··· Data for the task ···

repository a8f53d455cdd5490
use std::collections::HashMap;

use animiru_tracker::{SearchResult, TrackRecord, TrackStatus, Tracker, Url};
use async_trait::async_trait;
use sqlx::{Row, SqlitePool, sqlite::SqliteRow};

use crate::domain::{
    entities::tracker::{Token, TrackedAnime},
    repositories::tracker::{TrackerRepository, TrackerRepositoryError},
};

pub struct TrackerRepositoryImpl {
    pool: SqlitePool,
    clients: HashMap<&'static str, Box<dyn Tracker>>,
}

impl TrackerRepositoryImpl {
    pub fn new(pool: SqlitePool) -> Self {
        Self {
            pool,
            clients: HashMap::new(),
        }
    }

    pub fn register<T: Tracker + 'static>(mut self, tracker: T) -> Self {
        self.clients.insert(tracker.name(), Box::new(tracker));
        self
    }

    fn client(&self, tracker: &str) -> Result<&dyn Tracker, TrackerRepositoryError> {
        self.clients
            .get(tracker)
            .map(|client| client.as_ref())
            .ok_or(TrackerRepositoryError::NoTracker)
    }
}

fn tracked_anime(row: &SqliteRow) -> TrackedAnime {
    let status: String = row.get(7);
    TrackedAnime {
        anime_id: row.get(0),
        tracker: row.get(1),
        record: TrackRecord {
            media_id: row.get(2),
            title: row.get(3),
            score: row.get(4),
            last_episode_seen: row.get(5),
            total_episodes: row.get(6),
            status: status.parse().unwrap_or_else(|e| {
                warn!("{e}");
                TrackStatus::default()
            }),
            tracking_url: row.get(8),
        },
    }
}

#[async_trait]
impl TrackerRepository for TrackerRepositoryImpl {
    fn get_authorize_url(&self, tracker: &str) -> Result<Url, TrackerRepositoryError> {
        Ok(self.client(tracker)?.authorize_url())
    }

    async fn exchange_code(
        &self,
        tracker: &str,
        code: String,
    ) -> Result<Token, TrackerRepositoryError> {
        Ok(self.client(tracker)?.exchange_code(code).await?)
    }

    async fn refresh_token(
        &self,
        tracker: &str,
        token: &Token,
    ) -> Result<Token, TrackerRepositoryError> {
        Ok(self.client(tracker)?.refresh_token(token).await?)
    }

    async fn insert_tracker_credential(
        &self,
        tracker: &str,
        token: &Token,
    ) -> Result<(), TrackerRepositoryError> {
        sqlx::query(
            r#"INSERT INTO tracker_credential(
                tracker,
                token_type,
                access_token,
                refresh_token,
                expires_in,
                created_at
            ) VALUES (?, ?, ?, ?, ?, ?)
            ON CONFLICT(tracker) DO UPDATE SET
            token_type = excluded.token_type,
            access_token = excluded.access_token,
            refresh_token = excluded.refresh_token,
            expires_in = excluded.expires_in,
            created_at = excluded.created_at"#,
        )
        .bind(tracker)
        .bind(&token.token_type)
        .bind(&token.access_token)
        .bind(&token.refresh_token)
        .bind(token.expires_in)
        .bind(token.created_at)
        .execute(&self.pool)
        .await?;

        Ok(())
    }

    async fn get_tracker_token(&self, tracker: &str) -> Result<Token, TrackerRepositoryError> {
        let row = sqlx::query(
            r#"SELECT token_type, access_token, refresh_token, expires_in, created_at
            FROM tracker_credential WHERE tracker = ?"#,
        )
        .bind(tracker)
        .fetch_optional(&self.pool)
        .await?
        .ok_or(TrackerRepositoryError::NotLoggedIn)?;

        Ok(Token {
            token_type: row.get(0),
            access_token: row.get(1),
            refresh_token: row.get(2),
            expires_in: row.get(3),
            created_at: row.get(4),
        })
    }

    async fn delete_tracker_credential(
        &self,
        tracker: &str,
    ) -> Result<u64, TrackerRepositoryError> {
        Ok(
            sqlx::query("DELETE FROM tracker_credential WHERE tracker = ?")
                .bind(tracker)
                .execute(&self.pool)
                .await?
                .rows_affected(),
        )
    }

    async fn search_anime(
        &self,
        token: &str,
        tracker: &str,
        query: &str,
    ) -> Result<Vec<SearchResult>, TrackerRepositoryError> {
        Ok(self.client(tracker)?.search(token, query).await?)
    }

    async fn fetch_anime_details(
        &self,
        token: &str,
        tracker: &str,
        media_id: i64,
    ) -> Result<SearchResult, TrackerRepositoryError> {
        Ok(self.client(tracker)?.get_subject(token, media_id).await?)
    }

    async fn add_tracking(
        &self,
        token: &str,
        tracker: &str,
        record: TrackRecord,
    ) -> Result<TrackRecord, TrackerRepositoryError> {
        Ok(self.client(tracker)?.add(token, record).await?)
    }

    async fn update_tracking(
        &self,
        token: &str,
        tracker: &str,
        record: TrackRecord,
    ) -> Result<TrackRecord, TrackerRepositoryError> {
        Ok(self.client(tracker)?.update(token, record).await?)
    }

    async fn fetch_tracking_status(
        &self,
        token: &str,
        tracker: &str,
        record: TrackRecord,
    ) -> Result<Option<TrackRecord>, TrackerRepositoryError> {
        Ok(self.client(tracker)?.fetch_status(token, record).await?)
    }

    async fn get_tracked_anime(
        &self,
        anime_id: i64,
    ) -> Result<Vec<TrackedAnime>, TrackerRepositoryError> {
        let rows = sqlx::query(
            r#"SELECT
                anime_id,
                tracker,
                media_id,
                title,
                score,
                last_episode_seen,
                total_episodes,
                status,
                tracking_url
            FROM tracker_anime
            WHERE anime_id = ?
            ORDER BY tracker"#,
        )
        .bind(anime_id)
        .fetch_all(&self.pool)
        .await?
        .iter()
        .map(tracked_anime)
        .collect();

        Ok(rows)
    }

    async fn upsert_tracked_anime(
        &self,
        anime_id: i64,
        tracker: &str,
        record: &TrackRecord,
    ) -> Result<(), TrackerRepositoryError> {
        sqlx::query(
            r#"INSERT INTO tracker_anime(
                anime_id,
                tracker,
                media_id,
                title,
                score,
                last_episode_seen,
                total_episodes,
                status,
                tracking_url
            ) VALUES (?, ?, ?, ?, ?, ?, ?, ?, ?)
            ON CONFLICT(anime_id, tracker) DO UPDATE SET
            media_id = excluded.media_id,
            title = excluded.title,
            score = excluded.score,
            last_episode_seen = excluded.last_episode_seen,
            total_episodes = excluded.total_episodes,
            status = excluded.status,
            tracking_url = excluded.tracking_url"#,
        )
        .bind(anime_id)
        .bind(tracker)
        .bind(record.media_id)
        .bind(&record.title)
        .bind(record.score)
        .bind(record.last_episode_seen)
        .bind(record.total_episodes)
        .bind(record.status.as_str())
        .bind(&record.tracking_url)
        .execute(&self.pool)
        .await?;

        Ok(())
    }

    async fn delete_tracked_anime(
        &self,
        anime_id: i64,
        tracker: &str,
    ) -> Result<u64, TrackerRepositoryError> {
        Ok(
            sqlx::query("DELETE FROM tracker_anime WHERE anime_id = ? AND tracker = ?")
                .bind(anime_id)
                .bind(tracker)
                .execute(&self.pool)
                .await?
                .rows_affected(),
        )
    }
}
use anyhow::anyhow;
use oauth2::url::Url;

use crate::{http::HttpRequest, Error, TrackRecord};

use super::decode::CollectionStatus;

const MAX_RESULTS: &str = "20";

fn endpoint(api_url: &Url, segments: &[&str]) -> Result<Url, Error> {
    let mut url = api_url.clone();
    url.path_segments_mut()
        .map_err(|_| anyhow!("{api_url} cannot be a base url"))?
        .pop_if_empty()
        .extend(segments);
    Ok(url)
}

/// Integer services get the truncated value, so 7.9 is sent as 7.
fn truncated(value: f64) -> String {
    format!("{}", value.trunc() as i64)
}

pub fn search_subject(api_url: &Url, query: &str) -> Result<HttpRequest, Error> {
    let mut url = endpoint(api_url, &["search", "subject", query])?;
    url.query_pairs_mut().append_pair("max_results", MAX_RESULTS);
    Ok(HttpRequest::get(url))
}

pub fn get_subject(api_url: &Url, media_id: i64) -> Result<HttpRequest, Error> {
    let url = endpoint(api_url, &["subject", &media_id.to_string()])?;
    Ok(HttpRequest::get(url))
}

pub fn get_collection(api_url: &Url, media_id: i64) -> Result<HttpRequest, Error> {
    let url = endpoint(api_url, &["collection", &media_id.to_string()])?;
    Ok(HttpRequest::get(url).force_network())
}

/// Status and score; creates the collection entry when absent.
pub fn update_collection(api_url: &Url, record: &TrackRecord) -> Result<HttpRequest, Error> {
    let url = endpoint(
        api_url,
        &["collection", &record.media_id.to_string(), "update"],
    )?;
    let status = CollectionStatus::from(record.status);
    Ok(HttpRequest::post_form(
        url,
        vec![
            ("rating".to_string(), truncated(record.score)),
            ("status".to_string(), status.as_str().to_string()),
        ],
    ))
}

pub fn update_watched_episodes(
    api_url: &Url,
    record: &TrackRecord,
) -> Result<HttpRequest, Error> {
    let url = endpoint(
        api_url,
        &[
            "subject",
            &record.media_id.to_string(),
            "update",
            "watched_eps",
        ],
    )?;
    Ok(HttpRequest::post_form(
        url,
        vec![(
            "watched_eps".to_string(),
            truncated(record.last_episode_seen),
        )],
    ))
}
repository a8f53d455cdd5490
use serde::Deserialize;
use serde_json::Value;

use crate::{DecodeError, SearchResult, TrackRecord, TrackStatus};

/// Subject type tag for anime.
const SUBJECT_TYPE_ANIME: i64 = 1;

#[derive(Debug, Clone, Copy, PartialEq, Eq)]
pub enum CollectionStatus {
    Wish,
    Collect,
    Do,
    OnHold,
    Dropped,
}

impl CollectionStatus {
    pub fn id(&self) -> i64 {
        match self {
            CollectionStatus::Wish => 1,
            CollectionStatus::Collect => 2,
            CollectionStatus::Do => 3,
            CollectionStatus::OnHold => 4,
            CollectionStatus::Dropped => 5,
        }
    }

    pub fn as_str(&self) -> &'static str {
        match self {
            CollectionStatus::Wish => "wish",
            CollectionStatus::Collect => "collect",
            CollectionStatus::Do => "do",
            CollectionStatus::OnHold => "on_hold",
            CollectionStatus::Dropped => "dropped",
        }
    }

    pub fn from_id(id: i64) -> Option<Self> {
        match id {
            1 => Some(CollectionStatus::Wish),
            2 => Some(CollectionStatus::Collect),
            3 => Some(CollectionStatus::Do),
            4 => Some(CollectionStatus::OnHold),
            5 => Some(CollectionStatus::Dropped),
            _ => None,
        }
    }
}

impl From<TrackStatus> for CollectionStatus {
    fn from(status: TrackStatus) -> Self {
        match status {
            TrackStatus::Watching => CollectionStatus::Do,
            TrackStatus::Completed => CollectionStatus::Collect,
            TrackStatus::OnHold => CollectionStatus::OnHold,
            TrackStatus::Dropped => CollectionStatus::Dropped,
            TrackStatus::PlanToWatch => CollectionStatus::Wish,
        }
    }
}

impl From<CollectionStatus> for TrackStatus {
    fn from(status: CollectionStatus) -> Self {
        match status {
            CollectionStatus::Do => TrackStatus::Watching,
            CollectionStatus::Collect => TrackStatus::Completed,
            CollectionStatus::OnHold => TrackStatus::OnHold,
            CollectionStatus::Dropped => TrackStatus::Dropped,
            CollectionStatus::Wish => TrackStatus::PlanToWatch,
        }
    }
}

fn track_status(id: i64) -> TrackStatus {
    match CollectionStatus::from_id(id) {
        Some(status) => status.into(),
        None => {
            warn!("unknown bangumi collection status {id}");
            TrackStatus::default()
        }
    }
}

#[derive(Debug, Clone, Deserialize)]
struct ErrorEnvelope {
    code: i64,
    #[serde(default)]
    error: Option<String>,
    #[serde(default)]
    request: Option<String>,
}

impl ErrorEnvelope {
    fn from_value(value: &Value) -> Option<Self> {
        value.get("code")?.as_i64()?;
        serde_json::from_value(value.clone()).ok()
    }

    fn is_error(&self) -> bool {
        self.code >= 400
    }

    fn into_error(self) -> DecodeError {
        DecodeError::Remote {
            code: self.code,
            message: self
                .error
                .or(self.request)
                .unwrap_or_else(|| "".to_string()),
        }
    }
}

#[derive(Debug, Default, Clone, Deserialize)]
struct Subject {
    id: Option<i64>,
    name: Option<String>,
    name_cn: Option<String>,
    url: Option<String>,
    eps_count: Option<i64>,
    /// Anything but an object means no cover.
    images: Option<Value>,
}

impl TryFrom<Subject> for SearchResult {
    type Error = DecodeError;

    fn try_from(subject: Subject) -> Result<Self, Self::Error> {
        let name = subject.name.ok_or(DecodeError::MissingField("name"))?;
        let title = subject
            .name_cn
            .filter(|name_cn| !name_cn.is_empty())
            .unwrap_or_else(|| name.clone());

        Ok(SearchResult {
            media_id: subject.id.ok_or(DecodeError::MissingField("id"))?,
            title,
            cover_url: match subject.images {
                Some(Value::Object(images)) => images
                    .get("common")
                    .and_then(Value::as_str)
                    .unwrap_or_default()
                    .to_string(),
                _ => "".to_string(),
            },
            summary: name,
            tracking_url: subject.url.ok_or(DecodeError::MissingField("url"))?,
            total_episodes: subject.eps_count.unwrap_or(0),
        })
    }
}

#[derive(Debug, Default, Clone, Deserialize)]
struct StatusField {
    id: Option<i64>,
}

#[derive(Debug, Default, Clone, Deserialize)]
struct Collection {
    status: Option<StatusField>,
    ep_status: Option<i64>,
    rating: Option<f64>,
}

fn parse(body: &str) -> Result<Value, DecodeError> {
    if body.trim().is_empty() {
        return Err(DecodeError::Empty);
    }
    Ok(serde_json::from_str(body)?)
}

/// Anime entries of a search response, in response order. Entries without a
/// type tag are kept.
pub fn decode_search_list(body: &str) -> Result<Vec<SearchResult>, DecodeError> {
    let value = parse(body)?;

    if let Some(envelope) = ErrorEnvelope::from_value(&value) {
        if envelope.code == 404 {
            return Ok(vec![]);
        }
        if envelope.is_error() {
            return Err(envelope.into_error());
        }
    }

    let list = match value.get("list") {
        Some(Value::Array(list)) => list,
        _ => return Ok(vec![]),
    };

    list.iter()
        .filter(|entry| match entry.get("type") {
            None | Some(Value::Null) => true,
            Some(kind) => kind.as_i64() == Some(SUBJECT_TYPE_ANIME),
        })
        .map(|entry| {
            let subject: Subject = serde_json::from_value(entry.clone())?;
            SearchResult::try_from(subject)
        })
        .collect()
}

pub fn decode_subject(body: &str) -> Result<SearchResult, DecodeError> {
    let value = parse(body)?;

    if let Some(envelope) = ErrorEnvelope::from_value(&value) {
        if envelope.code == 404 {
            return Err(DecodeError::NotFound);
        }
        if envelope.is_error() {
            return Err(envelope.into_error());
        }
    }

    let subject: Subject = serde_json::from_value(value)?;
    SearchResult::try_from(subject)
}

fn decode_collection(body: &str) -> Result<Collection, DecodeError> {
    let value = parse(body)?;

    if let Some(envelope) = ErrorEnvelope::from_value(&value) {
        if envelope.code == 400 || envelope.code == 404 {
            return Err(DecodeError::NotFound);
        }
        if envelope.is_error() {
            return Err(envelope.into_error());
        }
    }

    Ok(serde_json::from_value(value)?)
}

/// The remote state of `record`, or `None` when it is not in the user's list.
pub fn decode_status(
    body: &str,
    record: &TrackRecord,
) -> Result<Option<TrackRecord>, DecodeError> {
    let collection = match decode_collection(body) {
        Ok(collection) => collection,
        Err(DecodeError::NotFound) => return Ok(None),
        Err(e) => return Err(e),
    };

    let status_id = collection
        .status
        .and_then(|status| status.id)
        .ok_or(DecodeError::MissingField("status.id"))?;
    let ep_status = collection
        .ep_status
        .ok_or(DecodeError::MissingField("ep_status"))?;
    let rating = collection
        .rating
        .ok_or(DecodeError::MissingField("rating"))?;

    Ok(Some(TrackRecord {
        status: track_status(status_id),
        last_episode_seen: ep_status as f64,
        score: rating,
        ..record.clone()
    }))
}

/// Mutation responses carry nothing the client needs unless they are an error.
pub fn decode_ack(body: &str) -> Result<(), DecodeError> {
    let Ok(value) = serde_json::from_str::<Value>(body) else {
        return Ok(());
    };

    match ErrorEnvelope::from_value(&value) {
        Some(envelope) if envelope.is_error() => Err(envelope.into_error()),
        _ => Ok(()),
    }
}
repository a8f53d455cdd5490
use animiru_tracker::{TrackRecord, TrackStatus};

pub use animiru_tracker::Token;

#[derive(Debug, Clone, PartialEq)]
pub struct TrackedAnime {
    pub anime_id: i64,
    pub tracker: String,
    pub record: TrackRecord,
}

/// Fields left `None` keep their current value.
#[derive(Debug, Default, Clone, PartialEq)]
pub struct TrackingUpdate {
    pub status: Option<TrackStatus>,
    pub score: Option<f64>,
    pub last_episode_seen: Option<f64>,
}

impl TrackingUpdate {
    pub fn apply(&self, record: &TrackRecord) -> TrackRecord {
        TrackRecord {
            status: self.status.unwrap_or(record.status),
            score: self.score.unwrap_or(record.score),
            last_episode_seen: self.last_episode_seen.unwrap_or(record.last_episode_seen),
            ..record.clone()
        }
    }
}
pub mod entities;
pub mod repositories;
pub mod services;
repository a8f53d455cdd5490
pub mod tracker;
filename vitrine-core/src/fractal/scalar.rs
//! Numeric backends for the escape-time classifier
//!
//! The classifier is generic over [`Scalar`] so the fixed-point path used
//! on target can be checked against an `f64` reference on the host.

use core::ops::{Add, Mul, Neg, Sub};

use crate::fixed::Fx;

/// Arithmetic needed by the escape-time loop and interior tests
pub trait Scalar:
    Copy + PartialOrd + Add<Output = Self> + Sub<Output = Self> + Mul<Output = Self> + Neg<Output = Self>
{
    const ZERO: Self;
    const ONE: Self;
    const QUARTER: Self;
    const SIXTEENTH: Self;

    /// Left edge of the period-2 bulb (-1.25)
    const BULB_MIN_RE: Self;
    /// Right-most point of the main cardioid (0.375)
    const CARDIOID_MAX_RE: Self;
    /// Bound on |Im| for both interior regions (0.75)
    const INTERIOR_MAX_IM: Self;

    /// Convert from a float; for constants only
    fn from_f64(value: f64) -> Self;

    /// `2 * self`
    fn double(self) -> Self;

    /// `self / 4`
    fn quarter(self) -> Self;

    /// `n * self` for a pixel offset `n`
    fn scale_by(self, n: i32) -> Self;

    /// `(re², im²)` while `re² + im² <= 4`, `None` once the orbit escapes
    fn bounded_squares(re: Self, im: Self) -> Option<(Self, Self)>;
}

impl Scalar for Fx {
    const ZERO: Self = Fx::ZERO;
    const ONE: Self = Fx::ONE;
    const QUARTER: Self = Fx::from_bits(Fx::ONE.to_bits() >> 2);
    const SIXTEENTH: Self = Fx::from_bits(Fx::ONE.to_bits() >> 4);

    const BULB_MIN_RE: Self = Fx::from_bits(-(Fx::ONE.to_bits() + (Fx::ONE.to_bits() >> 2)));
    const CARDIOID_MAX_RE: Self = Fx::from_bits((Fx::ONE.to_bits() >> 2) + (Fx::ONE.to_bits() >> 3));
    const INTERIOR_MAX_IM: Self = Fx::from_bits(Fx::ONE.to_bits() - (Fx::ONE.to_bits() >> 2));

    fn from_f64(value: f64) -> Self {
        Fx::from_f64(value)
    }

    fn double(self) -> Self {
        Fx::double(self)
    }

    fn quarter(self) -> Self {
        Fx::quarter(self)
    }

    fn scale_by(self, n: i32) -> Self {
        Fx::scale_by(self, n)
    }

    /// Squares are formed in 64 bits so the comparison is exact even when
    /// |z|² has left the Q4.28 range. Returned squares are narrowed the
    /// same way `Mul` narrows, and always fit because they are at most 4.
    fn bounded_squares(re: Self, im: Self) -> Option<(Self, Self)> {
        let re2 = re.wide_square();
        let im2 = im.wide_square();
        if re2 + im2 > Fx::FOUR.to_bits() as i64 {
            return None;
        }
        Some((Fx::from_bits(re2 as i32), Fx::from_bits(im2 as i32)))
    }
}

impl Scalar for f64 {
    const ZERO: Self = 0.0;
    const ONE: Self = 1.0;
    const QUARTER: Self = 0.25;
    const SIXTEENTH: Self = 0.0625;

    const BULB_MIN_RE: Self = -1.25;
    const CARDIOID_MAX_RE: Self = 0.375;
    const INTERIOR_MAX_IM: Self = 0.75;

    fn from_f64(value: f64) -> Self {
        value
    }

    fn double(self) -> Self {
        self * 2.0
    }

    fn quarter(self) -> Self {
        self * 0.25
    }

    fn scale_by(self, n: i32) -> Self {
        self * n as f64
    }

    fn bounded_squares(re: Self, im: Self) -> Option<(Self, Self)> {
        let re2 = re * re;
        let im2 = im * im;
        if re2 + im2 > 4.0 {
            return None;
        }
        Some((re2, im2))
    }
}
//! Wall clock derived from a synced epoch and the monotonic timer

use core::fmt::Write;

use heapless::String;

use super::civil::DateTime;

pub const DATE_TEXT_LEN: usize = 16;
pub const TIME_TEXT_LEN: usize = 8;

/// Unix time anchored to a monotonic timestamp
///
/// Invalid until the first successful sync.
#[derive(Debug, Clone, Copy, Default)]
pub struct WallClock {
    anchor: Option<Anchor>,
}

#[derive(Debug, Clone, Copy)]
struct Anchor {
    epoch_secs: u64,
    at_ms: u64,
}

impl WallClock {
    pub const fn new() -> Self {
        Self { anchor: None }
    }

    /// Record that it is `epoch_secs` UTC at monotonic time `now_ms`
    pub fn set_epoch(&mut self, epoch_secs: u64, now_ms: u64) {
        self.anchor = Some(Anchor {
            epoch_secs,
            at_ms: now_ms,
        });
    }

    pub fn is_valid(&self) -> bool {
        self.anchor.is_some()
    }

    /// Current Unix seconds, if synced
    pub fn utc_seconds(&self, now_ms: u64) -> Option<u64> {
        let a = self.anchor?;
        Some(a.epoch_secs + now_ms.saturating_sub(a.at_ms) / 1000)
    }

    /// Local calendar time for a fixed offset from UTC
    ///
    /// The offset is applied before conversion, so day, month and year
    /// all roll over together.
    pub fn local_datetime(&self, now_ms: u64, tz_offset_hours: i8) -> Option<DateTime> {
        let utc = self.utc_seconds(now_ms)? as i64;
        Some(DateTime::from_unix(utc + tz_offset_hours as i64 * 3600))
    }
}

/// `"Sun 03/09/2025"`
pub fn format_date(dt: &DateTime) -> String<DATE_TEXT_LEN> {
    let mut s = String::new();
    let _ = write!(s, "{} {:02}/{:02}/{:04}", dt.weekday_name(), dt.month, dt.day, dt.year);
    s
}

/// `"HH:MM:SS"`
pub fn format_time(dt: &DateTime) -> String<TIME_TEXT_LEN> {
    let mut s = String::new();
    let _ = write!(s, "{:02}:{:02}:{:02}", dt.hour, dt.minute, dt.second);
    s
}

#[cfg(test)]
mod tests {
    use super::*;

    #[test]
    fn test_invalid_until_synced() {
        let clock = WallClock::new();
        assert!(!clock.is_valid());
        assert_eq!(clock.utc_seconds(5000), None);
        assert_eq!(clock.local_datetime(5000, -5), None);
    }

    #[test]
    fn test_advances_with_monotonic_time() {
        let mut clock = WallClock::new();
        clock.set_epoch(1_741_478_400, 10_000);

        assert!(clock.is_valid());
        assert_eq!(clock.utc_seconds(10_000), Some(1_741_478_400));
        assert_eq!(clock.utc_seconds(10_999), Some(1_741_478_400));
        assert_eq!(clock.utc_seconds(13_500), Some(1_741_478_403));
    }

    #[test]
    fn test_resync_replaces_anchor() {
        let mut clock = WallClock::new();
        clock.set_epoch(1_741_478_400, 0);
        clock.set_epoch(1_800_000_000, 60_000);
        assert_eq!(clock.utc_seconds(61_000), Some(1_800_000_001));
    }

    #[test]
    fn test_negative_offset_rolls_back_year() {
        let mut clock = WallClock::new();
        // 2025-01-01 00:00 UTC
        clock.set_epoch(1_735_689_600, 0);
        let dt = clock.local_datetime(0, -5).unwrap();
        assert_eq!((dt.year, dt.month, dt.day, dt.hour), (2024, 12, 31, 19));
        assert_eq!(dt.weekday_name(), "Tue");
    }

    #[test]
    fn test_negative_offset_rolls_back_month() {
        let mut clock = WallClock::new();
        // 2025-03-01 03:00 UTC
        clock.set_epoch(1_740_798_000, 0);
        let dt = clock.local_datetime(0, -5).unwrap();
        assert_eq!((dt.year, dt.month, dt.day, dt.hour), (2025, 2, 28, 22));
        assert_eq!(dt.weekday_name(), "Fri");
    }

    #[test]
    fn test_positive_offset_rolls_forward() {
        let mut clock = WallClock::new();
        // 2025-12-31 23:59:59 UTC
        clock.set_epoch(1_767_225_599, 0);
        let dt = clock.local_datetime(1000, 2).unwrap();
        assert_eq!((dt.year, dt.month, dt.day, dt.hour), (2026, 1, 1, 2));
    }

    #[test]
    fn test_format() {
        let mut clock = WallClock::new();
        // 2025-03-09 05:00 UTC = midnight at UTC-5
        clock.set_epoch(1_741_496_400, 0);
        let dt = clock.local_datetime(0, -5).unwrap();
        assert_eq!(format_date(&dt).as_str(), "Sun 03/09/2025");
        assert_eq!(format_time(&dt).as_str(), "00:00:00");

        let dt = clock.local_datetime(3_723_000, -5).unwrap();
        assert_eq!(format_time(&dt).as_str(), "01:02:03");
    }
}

···

== Task description ==
Each line above that contains the word "crate" should be copied.

== Result for this exercise ==
use crate::domain::{
use crate::{http::HttpRequest, Error, TrackRecord};
use crate::{DecodeError, SearchResult, TrackRecord, TrackStatus};
use crate::fixed::Fx;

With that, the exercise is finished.